== Exercise data ==
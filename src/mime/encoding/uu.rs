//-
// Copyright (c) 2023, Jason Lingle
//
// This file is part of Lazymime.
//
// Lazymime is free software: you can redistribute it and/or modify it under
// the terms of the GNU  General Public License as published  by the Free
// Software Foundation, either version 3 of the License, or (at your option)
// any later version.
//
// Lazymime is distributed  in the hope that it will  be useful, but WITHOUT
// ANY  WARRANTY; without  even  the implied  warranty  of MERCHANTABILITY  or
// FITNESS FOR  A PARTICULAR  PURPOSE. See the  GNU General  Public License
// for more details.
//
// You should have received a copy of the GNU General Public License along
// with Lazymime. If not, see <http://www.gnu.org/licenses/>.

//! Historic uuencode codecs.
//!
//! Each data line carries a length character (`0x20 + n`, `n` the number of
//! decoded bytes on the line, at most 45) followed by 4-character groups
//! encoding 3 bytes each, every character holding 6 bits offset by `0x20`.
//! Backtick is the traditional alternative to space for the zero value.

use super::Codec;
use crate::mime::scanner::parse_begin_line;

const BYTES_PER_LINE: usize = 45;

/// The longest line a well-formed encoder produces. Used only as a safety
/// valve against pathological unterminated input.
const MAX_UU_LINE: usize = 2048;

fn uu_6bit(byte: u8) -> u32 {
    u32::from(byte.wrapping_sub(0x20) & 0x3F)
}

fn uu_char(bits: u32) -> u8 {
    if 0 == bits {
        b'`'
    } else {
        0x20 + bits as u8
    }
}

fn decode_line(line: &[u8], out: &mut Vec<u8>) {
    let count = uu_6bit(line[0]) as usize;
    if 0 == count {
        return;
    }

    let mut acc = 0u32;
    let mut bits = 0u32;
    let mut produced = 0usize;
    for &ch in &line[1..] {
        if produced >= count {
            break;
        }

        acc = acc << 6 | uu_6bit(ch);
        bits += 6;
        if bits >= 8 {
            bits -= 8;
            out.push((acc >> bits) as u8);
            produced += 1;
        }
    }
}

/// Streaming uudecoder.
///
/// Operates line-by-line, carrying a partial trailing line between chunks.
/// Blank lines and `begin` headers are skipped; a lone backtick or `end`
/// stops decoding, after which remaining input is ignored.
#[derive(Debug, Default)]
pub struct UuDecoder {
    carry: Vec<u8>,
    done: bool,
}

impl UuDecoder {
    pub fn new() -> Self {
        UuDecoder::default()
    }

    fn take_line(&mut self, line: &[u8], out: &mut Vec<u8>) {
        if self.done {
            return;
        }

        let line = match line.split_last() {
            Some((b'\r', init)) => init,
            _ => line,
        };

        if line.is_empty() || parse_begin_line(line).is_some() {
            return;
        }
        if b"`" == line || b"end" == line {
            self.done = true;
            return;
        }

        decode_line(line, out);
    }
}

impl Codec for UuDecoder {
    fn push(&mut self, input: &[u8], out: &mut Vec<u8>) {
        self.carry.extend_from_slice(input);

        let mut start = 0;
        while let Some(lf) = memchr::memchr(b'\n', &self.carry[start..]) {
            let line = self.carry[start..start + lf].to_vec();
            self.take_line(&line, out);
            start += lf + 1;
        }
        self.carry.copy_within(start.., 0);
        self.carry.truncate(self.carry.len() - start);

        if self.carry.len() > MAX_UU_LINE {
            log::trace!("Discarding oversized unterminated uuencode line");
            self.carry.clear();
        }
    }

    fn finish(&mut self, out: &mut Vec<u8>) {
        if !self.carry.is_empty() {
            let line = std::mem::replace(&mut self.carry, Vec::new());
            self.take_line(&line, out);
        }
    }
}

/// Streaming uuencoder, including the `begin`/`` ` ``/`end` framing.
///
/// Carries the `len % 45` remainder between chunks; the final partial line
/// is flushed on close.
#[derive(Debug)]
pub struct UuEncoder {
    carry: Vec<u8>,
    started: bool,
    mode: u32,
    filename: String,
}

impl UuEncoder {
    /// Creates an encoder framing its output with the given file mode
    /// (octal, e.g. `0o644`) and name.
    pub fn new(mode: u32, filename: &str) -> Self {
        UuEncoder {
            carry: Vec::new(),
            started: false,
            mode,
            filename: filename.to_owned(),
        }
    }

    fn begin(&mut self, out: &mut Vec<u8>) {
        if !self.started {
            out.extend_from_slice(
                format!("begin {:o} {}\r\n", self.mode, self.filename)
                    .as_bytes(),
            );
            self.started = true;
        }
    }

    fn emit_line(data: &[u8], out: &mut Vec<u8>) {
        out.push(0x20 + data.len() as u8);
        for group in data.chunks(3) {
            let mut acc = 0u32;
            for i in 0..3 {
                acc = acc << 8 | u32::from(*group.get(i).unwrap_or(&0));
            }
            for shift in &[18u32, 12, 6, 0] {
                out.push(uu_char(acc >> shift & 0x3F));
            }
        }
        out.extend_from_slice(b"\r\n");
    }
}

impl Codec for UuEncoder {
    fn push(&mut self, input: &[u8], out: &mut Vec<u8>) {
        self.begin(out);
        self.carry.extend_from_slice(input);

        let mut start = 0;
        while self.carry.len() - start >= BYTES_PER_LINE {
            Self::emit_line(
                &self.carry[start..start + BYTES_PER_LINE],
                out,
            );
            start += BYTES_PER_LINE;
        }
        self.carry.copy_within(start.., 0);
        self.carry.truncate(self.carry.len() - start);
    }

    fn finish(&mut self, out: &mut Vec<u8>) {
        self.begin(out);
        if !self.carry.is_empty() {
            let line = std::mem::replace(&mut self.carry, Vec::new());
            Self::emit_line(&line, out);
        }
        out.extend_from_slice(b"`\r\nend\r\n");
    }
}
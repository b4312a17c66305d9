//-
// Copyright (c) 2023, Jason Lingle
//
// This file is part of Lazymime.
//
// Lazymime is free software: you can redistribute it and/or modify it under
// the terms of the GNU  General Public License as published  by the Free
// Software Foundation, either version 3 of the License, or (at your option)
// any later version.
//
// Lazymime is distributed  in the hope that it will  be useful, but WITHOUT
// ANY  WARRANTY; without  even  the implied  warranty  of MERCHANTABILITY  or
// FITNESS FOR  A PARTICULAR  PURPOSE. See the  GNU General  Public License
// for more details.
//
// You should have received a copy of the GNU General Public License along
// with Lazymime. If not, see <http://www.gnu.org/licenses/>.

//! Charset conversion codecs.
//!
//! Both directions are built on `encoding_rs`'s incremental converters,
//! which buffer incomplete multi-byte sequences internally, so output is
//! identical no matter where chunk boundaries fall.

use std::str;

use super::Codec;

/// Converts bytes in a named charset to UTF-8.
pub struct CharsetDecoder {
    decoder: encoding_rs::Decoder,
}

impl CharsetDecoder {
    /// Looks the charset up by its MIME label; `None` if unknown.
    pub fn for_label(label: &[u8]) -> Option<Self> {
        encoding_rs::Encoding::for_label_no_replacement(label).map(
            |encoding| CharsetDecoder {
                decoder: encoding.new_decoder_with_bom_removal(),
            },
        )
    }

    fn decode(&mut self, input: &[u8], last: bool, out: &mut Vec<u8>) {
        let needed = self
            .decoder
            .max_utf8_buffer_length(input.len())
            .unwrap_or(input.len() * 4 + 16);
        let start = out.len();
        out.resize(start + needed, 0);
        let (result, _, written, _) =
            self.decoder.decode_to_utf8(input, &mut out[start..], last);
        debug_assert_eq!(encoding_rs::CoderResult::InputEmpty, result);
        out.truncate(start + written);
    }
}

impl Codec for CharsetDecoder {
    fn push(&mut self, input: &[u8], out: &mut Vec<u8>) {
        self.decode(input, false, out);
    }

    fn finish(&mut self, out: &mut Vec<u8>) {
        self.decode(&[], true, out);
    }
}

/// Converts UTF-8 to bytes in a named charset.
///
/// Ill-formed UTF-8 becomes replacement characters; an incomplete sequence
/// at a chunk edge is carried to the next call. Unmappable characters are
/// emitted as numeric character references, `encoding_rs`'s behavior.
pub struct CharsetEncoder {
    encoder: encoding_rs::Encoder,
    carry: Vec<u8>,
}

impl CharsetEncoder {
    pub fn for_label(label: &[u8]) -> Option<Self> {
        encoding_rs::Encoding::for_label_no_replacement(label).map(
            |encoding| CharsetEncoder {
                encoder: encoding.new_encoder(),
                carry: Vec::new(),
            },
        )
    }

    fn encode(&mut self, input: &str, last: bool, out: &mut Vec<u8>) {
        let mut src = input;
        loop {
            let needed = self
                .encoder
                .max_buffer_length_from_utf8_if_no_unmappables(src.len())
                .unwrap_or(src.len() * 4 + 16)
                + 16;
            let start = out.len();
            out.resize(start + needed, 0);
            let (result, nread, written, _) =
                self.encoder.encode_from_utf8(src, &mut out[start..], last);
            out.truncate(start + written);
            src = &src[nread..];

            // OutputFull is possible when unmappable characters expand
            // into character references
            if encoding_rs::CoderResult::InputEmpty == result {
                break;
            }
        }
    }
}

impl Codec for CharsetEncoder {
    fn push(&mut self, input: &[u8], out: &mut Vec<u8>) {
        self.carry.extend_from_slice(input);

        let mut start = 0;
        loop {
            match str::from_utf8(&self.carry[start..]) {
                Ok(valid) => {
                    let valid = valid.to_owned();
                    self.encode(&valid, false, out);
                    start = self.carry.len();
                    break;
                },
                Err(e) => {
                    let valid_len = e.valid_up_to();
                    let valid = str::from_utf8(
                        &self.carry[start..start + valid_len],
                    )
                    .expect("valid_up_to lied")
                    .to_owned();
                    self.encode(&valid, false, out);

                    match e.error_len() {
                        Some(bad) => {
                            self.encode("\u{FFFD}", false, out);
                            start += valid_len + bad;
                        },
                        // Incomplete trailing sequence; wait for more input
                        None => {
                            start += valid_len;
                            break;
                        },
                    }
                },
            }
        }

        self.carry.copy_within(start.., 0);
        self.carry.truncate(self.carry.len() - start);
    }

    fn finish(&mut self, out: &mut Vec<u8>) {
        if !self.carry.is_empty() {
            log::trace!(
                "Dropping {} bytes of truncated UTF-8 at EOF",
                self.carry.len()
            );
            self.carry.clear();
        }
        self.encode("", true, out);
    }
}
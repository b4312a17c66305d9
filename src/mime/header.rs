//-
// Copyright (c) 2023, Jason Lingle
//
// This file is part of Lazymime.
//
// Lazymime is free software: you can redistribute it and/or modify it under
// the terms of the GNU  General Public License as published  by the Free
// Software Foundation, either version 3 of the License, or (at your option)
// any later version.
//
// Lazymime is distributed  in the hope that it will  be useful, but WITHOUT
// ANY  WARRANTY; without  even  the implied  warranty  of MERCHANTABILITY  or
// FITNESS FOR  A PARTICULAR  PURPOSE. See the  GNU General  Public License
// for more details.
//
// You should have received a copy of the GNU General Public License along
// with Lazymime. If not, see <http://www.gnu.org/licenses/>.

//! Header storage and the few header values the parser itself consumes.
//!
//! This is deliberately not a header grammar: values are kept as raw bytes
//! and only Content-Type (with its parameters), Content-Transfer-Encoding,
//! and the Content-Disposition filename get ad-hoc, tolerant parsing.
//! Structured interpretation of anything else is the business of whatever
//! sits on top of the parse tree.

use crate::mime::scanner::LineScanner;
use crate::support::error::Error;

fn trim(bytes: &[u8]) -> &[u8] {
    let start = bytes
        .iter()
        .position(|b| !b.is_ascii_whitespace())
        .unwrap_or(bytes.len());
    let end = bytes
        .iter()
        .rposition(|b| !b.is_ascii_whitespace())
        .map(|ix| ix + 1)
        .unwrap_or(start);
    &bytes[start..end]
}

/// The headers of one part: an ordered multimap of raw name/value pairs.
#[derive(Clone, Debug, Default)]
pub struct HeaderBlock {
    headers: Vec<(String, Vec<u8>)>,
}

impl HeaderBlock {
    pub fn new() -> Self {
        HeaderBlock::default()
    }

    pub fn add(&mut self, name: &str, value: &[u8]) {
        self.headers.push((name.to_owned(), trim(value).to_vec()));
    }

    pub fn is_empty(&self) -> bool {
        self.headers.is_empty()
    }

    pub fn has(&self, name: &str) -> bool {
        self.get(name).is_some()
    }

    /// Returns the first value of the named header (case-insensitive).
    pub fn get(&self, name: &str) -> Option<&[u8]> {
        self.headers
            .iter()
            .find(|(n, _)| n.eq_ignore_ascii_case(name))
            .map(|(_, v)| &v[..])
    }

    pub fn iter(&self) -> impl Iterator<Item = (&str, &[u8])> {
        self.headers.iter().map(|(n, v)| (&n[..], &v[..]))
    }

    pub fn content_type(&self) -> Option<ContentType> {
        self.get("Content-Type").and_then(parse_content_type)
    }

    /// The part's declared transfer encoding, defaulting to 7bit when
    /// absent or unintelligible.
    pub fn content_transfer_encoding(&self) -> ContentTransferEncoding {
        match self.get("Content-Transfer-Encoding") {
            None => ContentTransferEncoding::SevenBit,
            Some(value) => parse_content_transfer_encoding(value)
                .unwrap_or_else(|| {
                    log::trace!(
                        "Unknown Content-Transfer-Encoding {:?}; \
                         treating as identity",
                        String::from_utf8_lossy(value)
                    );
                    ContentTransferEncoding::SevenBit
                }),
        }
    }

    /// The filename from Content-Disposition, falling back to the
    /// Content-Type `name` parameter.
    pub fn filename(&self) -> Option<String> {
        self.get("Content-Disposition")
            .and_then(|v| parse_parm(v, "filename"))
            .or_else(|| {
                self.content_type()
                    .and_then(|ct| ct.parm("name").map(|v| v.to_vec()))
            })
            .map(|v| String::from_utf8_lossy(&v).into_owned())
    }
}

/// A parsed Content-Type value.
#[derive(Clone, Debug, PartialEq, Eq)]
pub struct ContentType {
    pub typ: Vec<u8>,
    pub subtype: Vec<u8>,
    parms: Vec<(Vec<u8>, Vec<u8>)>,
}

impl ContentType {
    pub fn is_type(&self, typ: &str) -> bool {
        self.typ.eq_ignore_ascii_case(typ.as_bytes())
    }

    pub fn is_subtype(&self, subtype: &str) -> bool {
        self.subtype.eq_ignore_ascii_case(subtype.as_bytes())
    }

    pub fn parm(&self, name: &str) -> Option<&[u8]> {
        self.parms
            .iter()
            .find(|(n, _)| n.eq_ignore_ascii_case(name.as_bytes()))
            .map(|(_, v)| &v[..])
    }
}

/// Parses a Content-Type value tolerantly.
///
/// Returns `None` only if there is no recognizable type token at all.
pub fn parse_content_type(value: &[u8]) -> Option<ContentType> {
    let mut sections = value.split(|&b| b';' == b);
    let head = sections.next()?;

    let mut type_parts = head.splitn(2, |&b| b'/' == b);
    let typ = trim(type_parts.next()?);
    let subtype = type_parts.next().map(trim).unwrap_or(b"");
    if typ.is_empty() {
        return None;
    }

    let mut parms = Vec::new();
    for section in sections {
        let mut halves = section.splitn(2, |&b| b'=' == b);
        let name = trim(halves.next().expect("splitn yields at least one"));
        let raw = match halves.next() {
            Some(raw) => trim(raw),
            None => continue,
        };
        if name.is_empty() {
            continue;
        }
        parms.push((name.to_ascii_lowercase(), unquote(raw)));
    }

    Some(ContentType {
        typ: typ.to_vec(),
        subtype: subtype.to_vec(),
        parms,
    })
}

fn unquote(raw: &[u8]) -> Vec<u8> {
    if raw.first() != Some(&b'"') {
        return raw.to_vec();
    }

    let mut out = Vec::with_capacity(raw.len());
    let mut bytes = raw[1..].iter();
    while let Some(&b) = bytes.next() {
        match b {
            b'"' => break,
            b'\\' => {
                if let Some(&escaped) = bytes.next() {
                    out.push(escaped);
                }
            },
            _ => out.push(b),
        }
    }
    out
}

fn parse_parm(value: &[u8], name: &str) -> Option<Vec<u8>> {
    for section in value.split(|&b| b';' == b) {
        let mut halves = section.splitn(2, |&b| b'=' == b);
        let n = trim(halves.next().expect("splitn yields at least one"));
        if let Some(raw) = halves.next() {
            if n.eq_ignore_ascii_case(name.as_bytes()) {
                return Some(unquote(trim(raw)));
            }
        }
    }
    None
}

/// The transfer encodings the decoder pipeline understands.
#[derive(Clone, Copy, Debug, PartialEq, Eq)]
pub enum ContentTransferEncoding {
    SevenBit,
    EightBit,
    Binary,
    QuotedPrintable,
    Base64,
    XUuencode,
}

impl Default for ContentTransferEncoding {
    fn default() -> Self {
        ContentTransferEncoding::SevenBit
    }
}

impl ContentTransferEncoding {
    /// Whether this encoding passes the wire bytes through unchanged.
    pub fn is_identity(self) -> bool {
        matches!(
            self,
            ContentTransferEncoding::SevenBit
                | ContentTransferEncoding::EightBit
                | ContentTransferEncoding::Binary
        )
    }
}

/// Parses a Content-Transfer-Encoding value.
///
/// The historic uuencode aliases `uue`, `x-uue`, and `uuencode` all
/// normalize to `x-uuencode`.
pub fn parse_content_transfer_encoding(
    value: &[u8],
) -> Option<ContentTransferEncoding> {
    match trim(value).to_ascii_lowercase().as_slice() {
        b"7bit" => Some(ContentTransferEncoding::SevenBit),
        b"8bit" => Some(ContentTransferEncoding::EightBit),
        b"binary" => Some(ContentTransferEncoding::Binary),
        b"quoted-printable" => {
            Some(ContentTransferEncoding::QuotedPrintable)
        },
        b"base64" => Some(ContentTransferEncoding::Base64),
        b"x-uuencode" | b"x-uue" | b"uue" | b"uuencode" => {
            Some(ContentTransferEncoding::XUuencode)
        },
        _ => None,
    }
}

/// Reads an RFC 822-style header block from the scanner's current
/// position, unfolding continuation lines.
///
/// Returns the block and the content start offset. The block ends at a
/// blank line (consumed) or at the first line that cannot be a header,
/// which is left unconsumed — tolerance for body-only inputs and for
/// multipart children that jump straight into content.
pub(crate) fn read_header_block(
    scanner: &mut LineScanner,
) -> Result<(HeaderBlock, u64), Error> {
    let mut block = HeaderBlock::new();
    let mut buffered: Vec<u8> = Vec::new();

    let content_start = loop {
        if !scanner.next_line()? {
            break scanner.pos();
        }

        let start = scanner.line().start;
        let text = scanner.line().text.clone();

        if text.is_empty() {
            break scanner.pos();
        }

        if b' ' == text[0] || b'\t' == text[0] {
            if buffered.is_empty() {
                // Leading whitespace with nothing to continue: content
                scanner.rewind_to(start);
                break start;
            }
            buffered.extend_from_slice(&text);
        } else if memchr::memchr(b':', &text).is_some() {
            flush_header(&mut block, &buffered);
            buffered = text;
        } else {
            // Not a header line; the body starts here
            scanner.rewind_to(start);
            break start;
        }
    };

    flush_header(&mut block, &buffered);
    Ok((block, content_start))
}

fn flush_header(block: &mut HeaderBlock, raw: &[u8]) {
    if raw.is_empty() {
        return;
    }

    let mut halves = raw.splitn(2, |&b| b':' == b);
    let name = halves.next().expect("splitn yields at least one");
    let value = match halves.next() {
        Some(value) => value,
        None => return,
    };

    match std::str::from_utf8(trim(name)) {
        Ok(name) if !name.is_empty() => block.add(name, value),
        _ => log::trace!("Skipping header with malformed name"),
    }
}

== Aim of the task ==
Answer with one number only: how many lines of the entries above include the word "crate"?

== Your solution ==
4